Fröhlich

Joseph

Hofnarr, geboren 14.2.1694 Aussee (Salzkammergut), gestorben 24.6.1757 Mariemont bei Warschau.

Der gelernte Müller hatte sich als witziger, fingerfertiger Taschenspieler bereits einen großen Ruf erworben, als er 1725 erstmalig nach Dresden kam und Aufsehen erregte. Seit 1727 gehörte er als „kurtzweiliger Rat“ ständig zu den populärsten Figuren am Dresdner Hofe. Er hatte das Recht, jedermann ungeschminkt die Wahrheit zu sagen, wobei er nicht nur als bloßer Possenreißer die Hofgesellschaft unterhielt, sondern sich als ein technisch und wissenschaftlich gebildeter Mann mit philosophischen Einsichten und einem klaren Blick für die Wirklichkeit erwies. Zahlreiche mehr oder minder wahre Anekdoten und Histörchen sind mit dem Namen des Hofnarren verbunden.

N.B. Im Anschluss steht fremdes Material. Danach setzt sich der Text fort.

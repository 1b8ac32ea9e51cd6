//! Get Item Handler

use std::sync::Arc;

use salvo::{oapi::extract::PathParam, prelude::*};

use crate::{
    extensions::*,
    items::{errors::into_status_error, responses::ItemResponse},
    state::State,
};

/// Get Item Handler
///
/// Returns a single catalog item.
#[endpoint(tags("items"), summary = "Get catalog item")]
pub(crate) async fn handler(
    id: PathParam<i64>,
    depot: &mut Depot,
) -> Result<Json<ItemResponse>, StatusError> {
    let state = depot.obtain_or_500::<Arc<State>>()?;

    let item = state
        .app
        .items
        .get_item(id.into_inner())
        .await
        .map_err(into_status_error)?;

    Ok(Json(item.into()))
}
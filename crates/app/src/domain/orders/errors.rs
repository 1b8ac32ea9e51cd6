//! Orders service errors.

use sqlx::Error;
use thiserror::Error;

#[derive(Debug, Error)]
pub enum OrdersServiceError {
    #[error("user not found")]
    UserNotFound,

    /// See `CartsServiceError::MissingCart`.
    #[error("cart missing for user")]
    MissingCart,

    #[error("storage error")]
    Sql(#[source] Error),
}

impl From<Error> for OrdersServiceError {
    fn from(error: Error) -> Self {
        Self::Sql(error)
    }
}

Nachdem er in der Altstadt gewohnt hatte, bezog Fröhlich 1747 das sogenannte Saturnhaus in der Nähe des Neustädter Marktes und ließ sich in dessen unmittelbarer Nachbarschaft sein eigenes „Narren-Palais“ als sein „Klein-Moritzburg“ errichten, in das er 1755 einzog (im Volksmund wegen seiner zwei achteckigen Vorbauten „die Brille“ genannt; Narrenhäusel). Das Bild des Hofnarren ist auf Bellottos „Ansicht Dresdens vom rechten Elbufer aus“ (1747) sowie in mehreren Porzellanplastiken von Johann Christian Kirchner und Johann Joachim Kändler festgehalten; am Hengstdepot Moritzburg schaut Fröhlich als Steinfigur mit seinem Mitnarren Baron Schmiedel vom Dachrand auf die Straße herab.

Bronzeplastik am Neustädter Markt (1979 von Heinrich Apel).